Your job is to set down the stretch of entries that opens with the line containing "the tracking pipeline." and closes with the line containing "once, before the frame". Keep both end lines, copy each exactly, and add nothing.
*** Opening TASK MATERIAL ***
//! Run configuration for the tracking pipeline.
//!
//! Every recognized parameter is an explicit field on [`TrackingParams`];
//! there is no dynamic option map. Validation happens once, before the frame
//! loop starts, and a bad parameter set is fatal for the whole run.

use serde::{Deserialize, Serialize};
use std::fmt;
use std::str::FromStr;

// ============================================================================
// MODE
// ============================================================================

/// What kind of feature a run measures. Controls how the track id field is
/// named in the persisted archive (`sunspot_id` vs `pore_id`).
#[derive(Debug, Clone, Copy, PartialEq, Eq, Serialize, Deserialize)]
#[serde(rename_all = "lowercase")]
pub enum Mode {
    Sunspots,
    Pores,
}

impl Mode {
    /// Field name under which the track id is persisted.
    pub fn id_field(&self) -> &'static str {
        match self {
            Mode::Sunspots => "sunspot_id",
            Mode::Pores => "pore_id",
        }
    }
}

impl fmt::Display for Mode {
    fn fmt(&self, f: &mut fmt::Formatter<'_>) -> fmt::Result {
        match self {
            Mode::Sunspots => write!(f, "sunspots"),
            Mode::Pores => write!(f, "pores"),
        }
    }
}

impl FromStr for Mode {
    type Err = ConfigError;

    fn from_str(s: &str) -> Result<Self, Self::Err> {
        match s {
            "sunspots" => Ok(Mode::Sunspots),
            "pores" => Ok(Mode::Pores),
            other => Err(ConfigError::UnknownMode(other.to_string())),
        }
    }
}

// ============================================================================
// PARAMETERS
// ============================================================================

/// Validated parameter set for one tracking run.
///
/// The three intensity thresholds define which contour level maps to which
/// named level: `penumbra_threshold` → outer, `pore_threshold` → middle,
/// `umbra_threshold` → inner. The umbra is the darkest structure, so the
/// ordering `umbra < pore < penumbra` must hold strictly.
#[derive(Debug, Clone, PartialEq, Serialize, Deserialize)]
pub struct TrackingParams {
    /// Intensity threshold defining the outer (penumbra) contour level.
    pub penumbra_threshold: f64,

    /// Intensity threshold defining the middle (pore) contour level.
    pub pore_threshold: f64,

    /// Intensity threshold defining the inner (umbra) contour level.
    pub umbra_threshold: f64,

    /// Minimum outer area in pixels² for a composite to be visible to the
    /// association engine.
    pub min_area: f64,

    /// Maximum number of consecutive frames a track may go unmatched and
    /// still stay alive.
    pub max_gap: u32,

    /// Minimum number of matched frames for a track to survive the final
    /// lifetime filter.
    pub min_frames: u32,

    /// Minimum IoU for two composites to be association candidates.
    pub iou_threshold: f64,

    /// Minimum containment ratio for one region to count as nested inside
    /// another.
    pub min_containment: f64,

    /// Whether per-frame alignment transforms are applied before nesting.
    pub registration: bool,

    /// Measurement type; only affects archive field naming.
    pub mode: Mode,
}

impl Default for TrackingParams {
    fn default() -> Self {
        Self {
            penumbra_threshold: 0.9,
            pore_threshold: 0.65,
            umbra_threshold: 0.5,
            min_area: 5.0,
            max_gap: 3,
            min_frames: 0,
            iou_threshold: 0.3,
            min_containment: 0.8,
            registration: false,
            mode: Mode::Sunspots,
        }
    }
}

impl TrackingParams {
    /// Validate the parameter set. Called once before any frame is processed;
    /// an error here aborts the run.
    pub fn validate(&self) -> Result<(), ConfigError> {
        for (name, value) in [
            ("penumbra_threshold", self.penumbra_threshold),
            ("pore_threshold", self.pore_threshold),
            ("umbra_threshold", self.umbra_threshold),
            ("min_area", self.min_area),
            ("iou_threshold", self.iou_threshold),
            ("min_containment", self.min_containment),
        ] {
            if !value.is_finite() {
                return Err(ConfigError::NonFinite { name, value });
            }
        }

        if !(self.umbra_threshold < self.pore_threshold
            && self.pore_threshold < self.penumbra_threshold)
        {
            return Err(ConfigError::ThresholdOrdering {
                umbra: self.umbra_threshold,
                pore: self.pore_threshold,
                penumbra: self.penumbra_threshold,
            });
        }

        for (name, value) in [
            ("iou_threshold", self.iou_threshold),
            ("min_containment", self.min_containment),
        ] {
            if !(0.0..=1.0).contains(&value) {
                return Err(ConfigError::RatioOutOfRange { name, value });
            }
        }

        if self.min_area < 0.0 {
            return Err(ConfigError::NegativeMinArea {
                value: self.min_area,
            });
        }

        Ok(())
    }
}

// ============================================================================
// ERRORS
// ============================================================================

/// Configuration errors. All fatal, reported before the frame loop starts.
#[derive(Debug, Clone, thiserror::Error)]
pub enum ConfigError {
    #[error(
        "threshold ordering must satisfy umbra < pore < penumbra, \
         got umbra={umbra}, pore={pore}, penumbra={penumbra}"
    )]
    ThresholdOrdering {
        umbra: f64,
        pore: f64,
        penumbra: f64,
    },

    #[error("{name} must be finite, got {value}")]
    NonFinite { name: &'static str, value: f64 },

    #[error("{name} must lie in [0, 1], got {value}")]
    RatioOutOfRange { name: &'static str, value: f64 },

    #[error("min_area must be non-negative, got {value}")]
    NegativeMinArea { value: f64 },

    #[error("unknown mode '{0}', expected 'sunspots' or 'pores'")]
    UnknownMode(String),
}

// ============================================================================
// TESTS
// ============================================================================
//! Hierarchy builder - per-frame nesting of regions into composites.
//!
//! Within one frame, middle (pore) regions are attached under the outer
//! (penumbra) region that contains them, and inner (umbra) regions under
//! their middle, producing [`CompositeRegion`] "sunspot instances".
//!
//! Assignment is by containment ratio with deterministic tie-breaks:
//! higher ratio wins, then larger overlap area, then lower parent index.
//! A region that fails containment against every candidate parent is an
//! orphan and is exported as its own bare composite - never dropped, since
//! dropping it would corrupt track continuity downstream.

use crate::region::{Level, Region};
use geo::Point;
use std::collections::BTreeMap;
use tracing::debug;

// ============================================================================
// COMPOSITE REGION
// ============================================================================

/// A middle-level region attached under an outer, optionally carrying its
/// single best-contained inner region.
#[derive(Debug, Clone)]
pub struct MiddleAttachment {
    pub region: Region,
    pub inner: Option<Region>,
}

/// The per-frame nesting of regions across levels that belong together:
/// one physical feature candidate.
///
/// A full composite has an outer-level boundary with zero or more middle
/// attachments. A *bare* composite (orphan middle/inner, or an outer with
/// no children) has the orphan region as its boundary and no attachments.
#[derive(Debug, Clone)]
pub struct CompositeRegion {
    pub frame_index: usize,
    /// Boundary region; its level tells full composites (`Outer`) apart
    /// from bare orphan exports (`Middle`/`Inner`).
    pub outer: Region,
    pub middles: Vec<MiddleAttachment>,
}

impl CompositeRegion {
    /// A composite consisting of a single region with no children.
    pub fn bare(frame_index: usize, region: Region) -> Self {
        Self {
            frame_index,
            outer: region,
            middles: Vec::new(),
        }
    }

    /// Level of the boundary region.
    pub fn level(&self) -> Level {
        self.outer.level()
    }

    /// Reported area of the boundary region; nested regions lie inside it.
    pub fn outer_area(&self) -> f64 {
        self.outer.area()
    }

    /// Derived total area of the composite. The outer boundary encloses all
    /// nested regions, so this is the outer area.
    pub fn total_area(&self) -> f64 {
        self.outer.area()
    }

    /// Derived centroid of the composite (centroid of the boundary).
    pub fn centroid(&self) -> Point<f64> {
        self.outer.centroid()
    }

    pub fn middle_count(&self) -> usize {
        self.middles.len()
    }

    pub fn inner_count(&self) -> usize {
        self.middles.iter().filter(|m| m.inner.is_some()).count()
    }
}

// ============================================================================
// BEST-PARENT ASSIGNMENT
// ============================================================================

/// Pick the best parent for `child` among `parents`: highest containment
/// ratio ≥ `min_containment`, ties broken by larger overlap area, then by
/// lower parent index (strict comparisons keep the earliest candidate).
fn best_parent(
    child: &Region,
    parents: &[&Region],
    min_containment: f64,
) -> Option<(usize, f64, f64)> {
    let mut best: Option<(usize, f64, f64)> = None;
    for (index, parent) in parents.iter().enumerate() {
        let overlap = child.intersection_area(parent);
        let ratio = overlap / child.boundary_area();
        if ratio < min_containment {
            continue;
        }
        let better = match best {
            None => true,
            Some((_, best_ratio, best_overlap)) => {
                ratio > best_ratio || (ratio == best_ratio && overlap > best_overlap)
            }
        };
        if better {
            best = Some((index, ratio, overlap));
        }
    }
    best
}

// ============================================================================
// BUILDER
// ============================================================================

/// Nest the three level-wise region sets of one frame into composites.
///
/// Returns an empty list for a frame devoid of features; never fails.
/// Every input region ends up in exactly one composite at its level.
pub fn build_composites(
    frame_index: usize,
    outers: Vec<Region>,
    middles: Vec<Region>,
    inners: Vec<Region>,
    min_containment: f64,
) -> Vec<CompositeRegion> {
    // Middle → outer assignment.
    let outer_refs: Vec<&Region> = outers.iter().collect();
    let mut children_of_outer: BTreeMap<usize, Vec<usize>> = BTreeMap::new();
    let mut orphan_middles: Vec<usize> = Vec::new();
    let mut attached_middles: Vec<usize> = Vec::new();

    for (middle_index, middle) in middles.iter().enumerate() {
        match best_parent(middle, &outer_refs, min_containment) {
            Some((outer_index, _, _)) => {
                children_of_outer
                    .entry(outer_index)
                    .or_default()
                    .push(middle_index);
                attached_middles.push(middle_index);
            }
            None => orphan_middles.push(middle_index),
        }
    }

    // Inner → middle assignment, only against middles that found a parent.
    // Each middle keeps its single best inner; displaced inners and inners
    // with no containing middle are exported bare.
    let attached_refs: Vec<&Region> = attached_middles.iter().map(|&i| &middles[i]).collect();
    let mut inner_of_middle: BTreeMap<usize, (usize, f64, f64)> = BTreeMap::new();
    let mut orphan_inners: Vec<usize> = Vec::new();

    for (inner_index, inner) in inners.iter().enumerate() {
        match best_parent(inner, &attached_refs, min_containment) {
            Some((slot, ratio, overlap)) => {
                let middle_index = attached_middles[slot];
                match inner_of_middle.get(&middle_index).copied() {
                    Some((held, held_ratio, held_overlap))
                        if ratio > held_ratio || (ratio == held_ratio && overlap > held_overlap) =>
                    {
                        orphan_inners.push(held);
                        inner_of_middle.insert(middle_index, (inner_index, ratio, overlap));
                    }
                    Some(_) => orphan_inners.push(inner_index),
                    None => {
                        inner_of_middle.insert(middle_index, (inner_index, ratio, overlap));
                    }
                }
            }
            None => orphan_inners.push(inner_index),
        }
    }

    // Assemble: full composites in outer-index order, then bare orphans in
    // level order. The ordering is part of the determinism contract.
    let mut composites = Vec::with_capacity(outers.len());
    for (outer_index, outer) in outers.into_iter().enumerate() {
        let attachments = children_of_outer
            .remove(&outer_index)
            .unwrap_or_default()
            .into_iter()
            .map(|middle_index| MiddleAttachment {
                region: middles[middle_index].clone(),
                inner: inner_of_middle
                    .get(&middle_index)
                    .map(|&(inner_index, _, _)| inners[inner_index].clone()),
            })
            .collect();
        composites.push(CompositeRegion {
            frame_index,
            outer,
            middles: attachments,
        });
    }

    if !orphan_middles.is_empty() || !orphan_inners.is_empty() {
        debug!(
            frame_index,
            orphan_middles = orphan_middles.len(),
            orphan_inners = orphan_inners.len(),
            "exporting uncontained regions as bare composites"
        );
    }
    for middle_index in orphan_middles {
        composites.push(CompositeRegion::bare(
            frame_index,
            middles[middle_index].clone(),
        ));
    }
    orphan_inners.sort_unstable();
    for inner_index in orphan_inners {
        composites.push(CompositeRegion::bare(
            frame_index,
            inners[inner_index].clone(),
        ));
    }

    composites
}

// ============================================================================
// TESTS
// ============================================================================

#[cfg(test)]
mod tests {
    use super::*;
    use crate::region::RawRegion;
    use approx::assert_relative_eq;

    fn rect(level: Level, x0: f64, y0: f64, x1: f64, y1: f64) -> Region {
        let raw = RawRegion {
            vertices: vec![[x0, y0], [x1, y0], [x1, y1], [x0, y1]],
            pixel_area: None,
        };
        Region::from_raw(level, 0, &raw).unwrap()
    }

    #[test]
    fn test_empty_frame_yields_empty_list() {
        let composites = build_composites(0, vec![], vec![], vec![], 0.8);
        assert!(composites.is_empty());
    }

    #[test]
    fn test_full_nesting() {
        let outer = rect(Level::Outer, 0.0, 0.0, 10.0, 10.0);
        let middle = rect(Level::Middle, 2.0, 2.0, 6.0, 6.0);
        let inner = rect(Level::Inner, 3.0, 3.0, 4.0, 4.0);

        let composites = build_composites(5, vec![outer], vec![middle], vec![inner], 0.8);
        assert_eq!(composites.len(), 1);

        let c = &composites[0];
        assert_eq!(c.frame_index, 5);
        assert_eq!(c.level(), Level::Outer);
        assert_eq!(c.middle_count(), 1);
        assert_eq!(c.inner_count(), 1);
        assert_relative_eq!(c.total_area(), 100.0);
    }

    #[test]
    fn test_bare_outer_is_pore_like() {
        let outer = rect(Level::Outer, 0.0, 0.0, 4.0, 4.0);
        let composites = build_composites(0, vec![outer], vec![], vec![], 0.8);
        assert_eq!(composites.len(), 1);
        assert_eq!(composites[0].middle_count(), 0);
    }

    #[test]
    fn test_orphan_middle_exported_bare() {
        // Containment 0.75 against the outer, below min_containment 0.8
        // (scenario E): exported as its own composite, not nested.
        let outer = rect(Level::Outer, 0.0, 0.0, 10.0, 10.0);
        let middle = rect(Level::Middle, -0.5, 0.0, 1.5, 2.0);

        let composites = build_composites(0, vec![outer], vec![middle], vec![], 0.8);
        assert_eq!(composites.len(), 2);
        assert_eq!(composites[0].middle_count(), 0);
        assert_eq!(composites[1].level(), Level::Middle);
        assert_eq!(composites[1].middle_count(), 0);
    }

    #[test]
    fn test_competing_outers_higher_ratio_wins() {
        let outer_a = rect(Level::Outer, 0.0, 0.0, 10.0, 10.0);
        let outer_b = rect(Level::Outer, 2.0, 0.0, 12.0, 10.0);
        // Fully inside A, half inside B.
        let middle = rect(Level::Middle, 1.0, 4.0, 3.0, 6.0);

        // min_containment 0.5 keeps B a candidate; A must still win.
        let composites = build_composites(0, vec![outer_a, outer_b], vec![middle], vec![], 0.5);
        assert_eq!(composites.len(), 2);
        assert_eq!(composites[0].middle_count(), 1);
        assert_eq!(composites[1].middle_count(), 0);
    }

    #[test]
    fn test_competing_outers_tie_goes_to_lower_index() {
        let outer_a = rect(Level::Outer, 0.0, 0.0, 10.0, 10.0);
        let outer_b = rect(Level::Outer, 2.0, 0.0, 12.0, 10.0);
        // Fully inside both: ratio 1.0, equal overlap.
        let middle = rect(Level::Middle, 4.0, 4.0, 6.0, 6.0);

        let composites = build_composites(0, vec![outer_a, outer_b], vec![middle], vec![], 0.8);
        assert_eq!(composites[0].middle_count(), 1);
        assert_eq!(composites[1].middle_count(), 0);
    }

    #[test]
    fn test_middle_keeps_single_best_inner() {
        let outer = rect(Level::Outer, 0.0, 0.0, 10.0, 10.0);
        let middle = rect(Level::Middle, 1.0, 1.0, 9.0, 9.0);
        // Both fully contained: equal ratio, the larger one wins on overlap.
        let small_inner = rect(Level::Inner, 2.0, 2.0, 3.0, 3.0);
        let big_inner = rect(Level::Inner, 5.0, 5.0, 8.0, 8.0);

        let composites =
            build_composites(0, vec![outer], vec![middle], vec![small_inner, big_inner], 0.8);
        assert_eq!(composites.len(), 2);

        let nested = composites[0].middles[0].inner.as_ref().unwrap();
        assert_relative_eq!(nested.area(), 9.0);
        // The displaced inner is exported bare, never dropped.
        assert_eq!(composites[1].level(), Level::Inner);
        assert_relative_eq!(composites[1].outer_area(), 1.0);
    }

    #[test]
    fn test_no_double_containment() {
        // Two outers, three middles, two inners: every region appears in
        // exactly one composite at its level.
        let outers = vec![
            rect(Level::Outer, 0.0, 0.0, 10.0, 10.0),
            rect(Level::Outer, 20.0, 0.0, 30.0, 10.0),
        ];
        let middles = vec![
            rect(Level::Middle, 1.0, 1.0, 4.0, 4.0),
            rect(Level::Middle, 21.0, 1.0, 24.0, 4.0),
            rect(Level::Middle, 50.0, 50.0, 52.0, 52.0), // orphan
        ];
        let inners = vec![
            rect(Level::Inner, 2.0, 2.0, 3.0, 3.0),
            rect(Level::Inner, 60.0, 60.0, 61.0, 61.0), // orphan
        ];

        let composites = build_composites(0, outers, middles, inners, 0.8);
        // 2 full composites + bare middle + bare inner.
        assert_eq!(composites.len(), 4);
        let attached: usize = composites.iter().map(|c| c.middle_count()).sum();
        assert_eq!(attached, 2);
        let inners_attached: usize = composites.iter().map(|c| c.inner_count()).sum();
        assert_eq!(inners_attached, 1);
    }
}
*** Closing TASK MATERIAL ***
*** Opening TASK MATERIAL ***
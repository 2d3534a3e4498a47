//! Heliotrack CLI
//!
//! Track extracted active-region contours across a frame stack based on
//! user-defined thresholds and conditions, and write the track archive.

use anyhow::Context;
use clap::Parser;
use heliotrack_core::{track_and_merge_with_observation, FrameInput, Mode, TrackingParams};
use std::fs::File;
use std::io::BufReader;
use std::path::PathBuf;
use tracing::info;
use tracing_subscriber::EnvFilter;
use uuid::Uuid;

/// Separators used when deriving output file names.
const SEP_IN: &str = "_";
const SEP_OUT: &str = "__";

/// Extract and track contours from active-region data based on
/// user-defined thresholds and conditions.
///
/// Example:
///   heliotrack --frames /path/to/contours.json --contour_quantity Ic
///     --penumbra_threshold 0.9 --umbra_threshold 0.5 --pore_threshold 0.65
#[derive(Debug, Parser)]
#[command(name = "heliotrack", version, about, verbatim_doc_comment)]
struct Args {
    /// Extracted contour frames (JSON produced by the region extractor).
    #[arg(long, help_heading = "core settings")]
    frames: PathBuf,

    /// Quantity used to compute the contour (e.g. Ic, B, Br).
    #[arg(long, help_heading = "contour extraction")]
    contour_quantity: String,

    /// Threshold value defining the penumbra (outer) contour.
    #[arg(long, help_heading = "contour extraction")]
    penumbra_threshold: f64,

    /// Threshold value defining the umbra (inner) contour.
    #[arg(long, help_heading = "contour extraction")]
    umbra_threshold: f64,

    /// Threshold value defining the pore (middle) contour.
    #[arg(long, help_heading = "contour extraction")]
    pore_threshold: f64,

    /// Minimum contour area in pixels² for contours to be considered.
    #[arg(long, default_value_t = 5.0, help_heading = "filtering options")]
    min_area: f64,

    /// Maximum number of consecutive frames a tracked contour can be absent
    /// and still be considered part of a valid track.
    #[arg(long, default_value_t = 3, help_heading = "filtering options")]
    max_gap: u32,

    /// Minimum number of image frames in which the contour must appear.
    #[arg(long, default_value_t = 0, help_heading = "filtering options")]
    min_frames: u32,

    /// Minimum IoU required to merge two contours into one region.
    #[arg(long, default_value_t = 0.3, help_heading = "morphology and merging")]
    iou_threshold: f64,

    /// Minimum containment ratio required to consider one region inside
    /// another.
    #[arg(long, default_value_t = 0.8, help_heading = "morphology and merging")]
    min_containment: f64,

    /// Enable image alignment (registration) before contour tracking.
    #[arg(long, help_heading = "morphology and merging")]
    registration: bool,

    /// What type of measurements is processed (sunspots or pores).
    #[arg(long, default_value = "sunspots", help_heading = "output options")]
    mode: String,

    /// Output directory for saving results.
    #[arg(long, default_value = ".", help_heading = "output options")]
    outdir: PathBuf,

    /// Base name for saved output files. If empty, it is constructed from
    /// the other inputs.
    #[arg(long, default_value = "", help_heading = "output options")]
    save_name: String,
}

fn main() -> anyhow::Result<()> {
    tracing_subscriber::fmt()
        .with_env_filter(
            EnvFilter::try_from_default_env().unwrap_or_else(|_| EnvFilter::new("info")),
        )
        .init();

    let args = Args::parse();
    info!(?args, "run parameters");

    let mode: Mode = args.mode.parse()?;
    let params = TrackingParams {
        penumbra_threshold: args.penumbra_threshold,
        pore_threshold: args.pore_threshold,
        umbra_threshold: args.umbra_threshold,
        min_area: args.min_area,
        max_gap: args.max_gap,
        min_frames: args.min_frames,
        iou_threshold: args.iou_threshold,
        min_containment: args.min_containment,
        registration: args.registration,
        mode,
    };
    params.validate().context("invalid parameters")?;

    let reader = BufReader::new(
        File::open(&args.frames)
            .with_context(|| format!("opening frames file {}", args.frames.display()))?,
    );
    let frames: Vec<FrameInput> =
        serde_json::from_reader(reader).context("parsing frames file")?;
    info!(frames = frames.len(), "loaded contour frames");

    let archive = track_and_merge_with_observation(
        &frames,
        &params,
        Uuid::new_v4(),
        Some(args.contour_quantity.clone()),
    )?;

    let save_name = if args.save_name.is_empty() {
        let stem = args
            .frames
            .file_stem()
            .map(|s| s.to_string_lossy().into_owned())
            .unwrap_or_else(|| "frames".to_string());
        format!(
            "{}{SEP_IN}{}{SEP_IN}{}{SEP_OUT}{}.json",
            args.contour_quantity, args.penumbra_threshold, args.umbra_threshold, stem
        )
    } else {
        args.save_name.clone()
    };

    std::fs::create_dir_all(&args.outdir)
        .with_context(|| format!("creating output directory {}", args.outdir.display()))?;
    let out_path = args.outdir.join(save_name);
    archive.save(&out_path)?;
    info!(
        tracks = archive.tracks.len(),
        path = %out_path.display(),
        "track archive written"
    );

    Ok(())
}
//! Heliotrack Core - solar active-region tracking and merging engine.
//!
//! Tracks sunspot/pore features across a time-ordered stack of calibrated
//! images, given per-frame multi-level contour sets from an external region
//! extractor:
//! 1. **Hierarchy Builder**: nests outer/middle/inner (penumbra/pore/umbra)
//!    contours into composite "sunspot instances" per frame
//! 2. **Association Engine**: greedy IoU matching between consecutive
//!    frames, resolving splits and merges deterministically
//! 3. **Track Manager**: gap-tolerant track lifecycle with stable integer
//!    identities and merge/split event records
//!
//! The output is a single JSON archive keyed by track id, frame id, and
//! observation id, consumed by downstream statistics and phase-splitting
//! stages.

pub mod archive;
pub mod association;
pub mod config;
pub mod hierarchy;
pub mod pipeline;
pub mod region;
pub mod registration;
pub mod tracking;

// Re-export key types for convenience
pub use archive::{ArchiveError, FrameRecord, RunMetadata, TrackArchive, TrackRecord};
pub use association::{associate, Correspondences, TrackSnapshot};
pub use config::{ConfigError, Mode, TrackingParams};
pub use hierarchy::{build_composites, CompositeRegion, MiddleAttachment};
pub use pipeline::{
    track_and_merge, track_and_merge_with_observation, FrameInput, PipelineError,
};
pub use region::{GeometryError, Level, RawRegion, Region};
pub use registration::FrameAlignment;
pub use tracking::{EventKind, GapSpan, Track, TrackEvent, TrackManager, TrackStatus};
*** Closing TASK MATERIAL ***
> _OUTPUT FOR THIS EXERCISE_
//! Run configuration for the tracking pipeline.
//!
//! Every recognized parameter is an explicit field on [`TrackingParams`];
//! there is no dynamic option map. Validation happens once, before the frame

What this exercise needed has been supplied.